Comparison of standardized immunohistochemical and biochemical assays for estrogen and progesterone receptors in breast carcinoma.

作者信息

Golouh R, Vrhovec I, Bracko M, Frković-Grazio S

机构信息

Department of Pathology, Institute of Oncology, Ljubljana, Slovenia.

出版信息

Pathol Res Pract. 1997;193(8):543-9. doi: 10.1016/s0344-0338(97)80012-x.

Abstract

The purpose of this study was to determine estrogen receptor (ER) and progesterone receptor (PR) expression assessed by dextran-coated charcoal method (DCC) and standardized immunohistochemical method (IHC) in a prospective series of 557 primary breast carcinomas, to assess the concordance between the two assays, and to evaluate the association between hormone receptor expression and various clinicopathological parameters. For ER, results of both methods were in agreement in 73.6% of the cases (277 positive, 133 negative), 74 tumors (13.3%) where IHC+/DCC- and 73 (13.1%) were IHC-/DCC+. For PR, concordant results were observed in 72.7% of the cases (201 positive and 204 negative), 127 tumors (22.8%) were IHC+/DCC- and 25 (4.5%) were IHC-/DCC+. Irrespective of the method used, ER and PR positivity showed a strong negative association with tumor grade. ER+ tumors were significantly more common among older patients. With IHC, PR+ cases were more common among tumors of lobular and mucinous type and among node positive tumors. The only parameter that was related to the concordance rate of ER determination by the DCC and IHC method was the age of the patients, with agreement being significantly lower in the group of patients younger than 50 years. On the other hand, discordant PR determination was more often observed in tumors of lower grade, node positive tumors and in tumors of lobular and mucinous type.

摘要

本研究的目的是通过葡聚糖包被活性炭法(DCC)和标准化免疫组织化学方法(IHC),对557例原发性乳腺癌的前瞻性系列病例进行雌激素受体(ER)和孕激素受体(PR)表达的测定,评估两种检测方法之间的一致性,并评估激素受体表达与各种临床病理参数之间的关联。

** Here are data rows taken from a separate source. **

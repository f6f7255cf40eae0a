//! Unix-specific platform implementations

mod filesystem;
mod paths;
mod priority;

pub use filesystem::UnixFilesystem;
pub use paths::UnixPaths;
pub use priority::UnixPriority;
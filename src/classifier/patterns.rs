//! Post-level Sub-patterns
//!
//! Checks applied to the text right after the level separator. Every
//! pattern is anchored at that exact offset, so chat text that merely
//! contains a system-looking phrase cannot trigger an event.

use once_cell::sync::Lazy;
use regex::Regex;

use crate::models::{LineEvent, ServerStatus};

static READY_PATTERN: Lazy<Regex> =
    Lazy::new(|| Regex::new(r"^Done \(\d").expect("ready pattern is valid"));

static COMMAND_BLOCK_PATTERN: Lazy<Regex> =
    Lazy::new(|| Regex::new(r"^\[(.+?)\]").expect("command block pattern is valid"));

static PLAYER_JOINED_PATTERN: Lazy<Regex> =
    Lazy::new(|| Regex::new(r"^(\w+) ?\[/").expect("join pattern is valid"));

static PLAYER_LEFT_PATTERN: Lazy<Regex> =
    Lazy::new(|| Regex::new(r"^(\w+) lost connection").expect("leave pattern is valid"));

/// Result of the sub-pattern checks
#[derive(Debug, Clone, PartialEq, Eq)]
pub enum Outcome {
    /// Keep the line, optionally carrying an event
    Accept(Option<LineEvent>),
    /// Drop the line entirely
    Reject,
}

/// Run the sub-pattern checks on `line` starting exactly at `index`
pub fn check(
    line: &str,
    index: usize,
    status: ServerStatus,
    ignore_command_blocks: bool,
    server_identities: &[String],
) -> Outcome {
    // Out of range or inside a multi-byte char: nothing can match here
    let Some(tail) = line.get(index..) else {
        return Outcome::Accept(None);
    };

    if status != ServerStatus::Open {
        if READY_PATTERN.is_match(tail) {
            return Outcome::Accept(Some(LineEvent::Ready));
        }
        return Outcome::Accept(None);
    }

    if ignore_command_blocks && is_command_block_echo(tail, server_identities) {
        return Outcome::Reject;
    }

    if let Some(name) = capture_name(&PLAYER_JOINED_PATTERN, tail) {
        return Outcome::Accept(Some(LineEvent::PlayerJoined(name)));
    }

    if let Some(name) = capture_name(&PLAYER_LEFT_PATTERN, tail) {
        return Outcome::Accept(Some(LineEvent::PlayerLeft(name)));
    }

    Outcome::Accept(None)
}

fn is_command_block_echo(tail: &str, server_identities: &[String]) -> bool {
    match COMMAND_BLOCK_PATTERN.captures(tail).and_then(|c| c.get(1)) {
        Some(name) => !server_identities.iter().any(|id| id == name.as_str()),
        None => false,
    }
}

fn capture_name(pattern: &Regex, tail: &str) -> Option<String> {
    pattern
        .captures(tail)
        .and_then(|c| c.get(1))
        .map(|m| m.as_str().to_string())
}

对于ER,两种方法的结果在73.6%的病例中一致(277例阳性,133例阴性),74例肿瘤(13.3%)为IHC+/DCC-,73例(13.1%)为IHC-/DCC+。对于PR,72.7%的病例(201例阳性和204例阴性)观察到一致结果,127例肿瘤(22.8%)为IHC+/DCC-,25例(4.5%)为IHC-/DCC+。无论使用何种方法,ER和PR阳性均与肿瘤分级呈强烈负相关。ER+肿瘤在老年患者中明显更为常见。采用IHC检测时,PR+病例在小叶型和黏液型肿瘤以及淋巴结阳性肿瘤中更为常见。与DCC和IHC法测定ER的一致性率相关的唯一参数是患者年龄,在年龄小于50岁的患者组中一致性明显较低。另一方面,PR测定不一致的情况更常出现在低级别肿瘤、淋巴结阳性肿瘤以及小叶型和黏液型肿瘤中。